부산대학교 도서관

Exposing living cells to a certain level of electromagnetic field (EMF) might induce some biological effects including temperature elevation. In this article, we studied two exposure systems at the macro and microscopic levels, allowing the study of the EMF effect on the biological samples exposed to 1.8-GHz signals. The macrosystem was an open transverse electromagnetic (TEM) cell that served as a dosimetry reference for defining limitations and optimal conditions for the temperature calibration using Rhodamine B (RhodB). The microfluidic microsystem was based on the coplanar waveguide (CPW) electrodes.
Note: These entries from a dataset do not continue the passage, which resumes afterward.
//! Runtime configuration
//!
//! Everything is read from environment variables so the binary can run
//! without a config file.

use std::time::Duration;
use thiserror::Error;

const DEFAULT_BACKEND_URL: &str = "http://localhost:8000";
const DEFAULT_PORT: u16 = 3000;
const DEFAULT_CONNECT_TIMEOUT: Duration = Duration::from_secs(10);

#[derive(Debug, Error, PartialEq, Eq)]
pub enum ConfigError {
    #[error("{var} must be a number, got {value:?}")]
    InvalidNumber { var: &'static str, value: String },
    #[error("{var} must be greater than zero")]
    Zero { var: &'static str },
}

/// Configuration for the studio and its collaborators
#[derive(Debug, Clone, PartialEq, Eq)]
pub struct StudioConfig {
    /// Base URL of the generation backend (streaming + REST surface)
    pub backend_url: String,
    /// Port for the local HTTP API
    pub port: u16,
    /// Connect timeout for backend requests
    pub connect_timeout: Duration,
    /// A stream that stays silent this long is treated as a connection
    /// error. `None` keeps the stream open until it ends or is cancelled.
    pub stream_idle_timeout: Option<Duration>,
}

impl Default for StudioConfig {
    fn default() -> Self {
        Self {
            backend_url: DEFAULT_BACKEND_URL.to_string(),
            port: DEFAULT_PORT,
            connect_timeout: DEFAULT_CONNECT_TIMEOUT,
            stream_idle_timeout: None,
        }
    }
}

impl StudioConfig {
    pub fn from_env() -> Result<Self, ConfigError> {
        Self::from_lookup(|key| std::env::var(key).ok())
    }

    /// Build a config from an arbitrary key lookup (tests pass a map)
    pub fn from_lookup(lookup: impl Fn(&str) -> Option<String>) -> Result<Self, ConfigError> {
        let defaults = Self::default();

        let backend_url = lookup("STUDIO_BACKEND_URL")
            .map(|url| url.trim().trim_end_matches('/').to_string())
            .filter(|url| !url.is_empty())
            .unwrap_or(defaults.backend_url);

        let port = match lookup("STUDIO_PORT") {
            Some(raw) => raw
                .trim()
                .parse::<u16>()
                .map_err(|_| ConfigError::InvalidNumber {
                    var: "STUDIO_PORT",
                    value: raw.clone(),
                })?,
            None => defaults.port,
        };

        let connect_timeout = parse_secs(&lookup, "STUDIO_CONNECT_TIMEOUT_SECS")?
            .unwrap_or(defaults.connect_timeout);
        let stream_idle_timeout = parse_secs(&lookup, "STUDIO_STREAM_IDLE_TIMEOUT_SECS")?;

        Ok(Self {
            backend_url,
            port,
            connect_timeout,
            stream_idle_timeout,
        })
    }
}

fn parse_secs(
    lookup: &impl Fn(&str) -> Option<String>,
    var: &'static str,
) -> Result<Option<Duration>, ConfigError> {
    let Some(raw) = lookup(var) else {
        return Ok(None);
    };
    let secs: u64 = raw.trim().parse().map_err(|_| ConfigError::InvalidNumber {
        var,
        value: raw.clone(),
    })?;
    if secs == 0 {
        return Err(ConfigError::Zero { var });
    }
    Ok(Some(Duration::from_secs(secs)))
}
Temperature measurements are carried out with a fluorooptic probe to extract specific absorption rate (SAR) values that are compared with numerical dosimetry, based on an FDTD method. After calibration, the fluorescence fits well with the temperature variation measured by the probe. To investigate dosimetry at a microscopic level, the fluorescence of the temperature-dependent dye RhodB was measured by fluorescence microscopy within the microfluidic channel or the biological cells. Results evidenced that the technique is applicable for RhodB concentrations higher than 1 $\mu \text{m}$ with a value of 50 $\mu \text{m}$ recommended for reliable experiments. For steady detection and SAR assessments, temperature variations of a few tenths of degrees were required.